Radium-bearing waste
Legacy waste – weakly radioactive but long-lived
Recent and less recent industrial activities have generated radium-bearing waste. It is only slightly radioactive but there are much larger quantities of it than the other types of waste. As its name suggests, this waste contains traces of radium and its descendants from the decay chain of uranium, traces of which are found in the Earth’s crust. Alongside uranium, which is long-lived (it has a half-life of 1600 years), there is also radon, a natural radioactive gas with a half-life of four days.
Some radium-bearing waste comes from the cleanup of former radium industry sites, which were contaminated when this industry was flourishing before 1940. Other more recent waste comes from the processing of weakly radioactive ores such as monazite, which contains rare earths and their oxides in varying proportions. About fifteen chemical elements with similar structures and properties are known as the rare earths or lanthanides.
Until July 1994, Rhône-Poulenc and then Rhodia Electronics and Catalysis processed monazite to extract the rare earths, at their factory in La Rochelle.
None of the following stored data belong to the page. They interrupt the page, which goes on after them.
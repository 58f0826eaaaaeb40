//! Boundary toward whatever draws the countdown widgets.
//!
//! Sink methods are invoked while the slot table is locked, so they must return
//! quickly and must not call back into the allocator.

use serde::Serialize;
use std::io::{Stdout, Write};
use std::sync::{Mutex, PoisonError};
use std::time::Duration;
use tokio::sync::mpsc;

#[derive(Debug, Clone, PartialEq, Serialize)]
#[serde(tag = "event", rename_all = "camelCase")]
pub enum PresentationEvent {
    #[serde(rename_all = "camelCase")]
    DetectionAssigned {
        slot_index: usize,
        name: String,
        duration_seconds: f64,
    },
    #[serde(rename_all = "camelCase")]
    SlotFreed { slot_index: usize },
    #[serde(rename_all = "camelCase")]
    CountdownTick {
        slot_index: usize,
        remaining_seconds: f64,
    },
}

pub trait PresentationSink: Send + Sync {
    fn detection_assigned(&self, slot_index: usize, name: &str, duration_seconds: f64);

    fn slot_freed(&self, slot_index: usize);

    /// Remaining time of a running countdown. Never negative.
    fn countdown_tick(&self, _slot_index: usize, _remaining: Duration) {}
}

/// Writes human-readable lines through the `log` facade.
#[derive(Debug, Default, Clone, Copy)]
pub struct LogSink;

impl PresentationSink for LogSink {
    fn detection_assigned(&self, slot_index: usize, name: &str, duration_seconds: f64) {
        log::info!("Slot {slot_index}: {name} Ultimate ({duration_seconds:.1}s)");
    }

    fn slot_freed(&self, slot_index: usize) {
        log::info!("Slot {slot_index} is now free.");
    }

    fn countdown_tick(&self, slot_index: usize, remaining: Duration) {
        log::trace!("Slot {slot_index}: {:.1}s left", remaining.as_secs_f64());
    }
}

/// One JSON object per line, for an out-of-process renderer.
///
/// Countdown ticks are dropped unless enabled with [`JsonLinesSink::with_ticks`].
#[derive(Debug)]
pub struct JsonLinesSink<W = Stdout> {
    out: Mutex<W>,
    forward_ticks: bool,
}

impl JsonLinesSink<Stdout> {
    pub fn stdout() -> Self {
        Self::new(std::io::stdout())
    }
}

impl<W: Write> JsonLinesSink<W> {
    pub fn new(out: W) -> Self {
        Self {
            out: Mutex::new(out),
            forward_ticks: false,
        }
    }

    pub fn with_ticks(mut self) -> Self {
        self.forward_ticks = true;
        self
    }

    pub fn into_inner(self) -> W {
        self.out.into_inner().unwrap_or_else(PoisonError::into_inner)
    }

    fn write(&self, event: &PresentationEvent) {
        let line = match serde_json::to_string(event) {
            Ok(line) => line,
            Err(err) => {
                log::error!("failed to serialize presentation event: {err}");
                return;
            }
        };
        let mut out = self.out.lock().unwrap_or_else(PoisonError::into_inner);
        if let Err(err) = writeln!(out, "{line}").and_then(|_| out.flush()) {
            log::warn!("failed to write presentation event: {err}");
        }
    }
}

impl<W: Write + Send> PresentationSink for JsonLinesSink<W> {
    fn detection_assigned(&self, slot_index: usize, name: &str, duration_seconds: f64) {
        self.write(&PresentationEvent::DetectionAssigned {
            slot_index,
            name: name.to_string(),
            duration_seconds,
        });
    }

    fn slot_freed(&self, slot_index: usize) {
        self.write(&PresentationEvent::SlotFreed { slot_index });
    }

    fn countdown_tick(&self, slot_index: usize, remaining: Duration) {
        if self.forward_ticks {
            self.write(&PresentationEvent::CountdownTick {
                slot_index,
                remaining_seconds: remaining.as_secs_f64(),
            });
        }
    }
}

/// Forwards events into a tokio channel for embedders that render in-process.
#[derive(Debug, Clone)]
pub struct ChannelSink {
    tx: mpsc::UnboundedSender<PresentationEvent>,
    forward_ticks: bool,
}

impl ChannelSink {
    pub fn new(tx: mpsc::UnboundedSender<PresentationEvent>) -> Self {
        Self {
            tx,
            forward_ticks: false,
        }
    }

    pub fn with_ticks(mut self) -> Self {
        self.forward_ticks = true;
        self
    }

    fn send(&self, event: PresentationEvent) {
        // A dropped receiver means nobody is rendering any more.
        let _ = self.tx.send(event);
    }
}

impl PresentationSink for ChannelSink {
    fn detection_assigned(&self, slot_index: usize, name: &str, duration_seconds: f64) {
        self.send(PresentationEvent::DetectionAssigned {
            slot_index,
            name: name.to_string(),
            duration_seconds,
        });
    }

    fn slot_freed(&self, slot_index: usize) {
        self.send(PresentationEvent::SlotFreed { slot_index });
    }

    fn countdown_tick(&self, slot_index: usize, remaining: Duration) {
        if self.forward_ticks {
            self.send(PresentationEvent::CountdownTick {
                slot_index,
                remaining_seconds: remaining.as_secs_f64(),
            });
        }
    }
}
Since August 1994 this factory has imported pre-processed ores with lower levels of radioactivity. The rare earths are used in electronics, magnetism (tape heads), the automobile industry (catalytic converters), television screens, etc.
The radioactivity level of radium-bearing waste is usually somewhere between a few dozen Bq and a few thousand becquerels per gram. The radioelements are mainly long lived aalpha emitters.
Radium-bearing waste is classed as low-level long-lived waste (LLW-LL). It has its own special conditioning and disposal process, on which research is being done by ANDRA.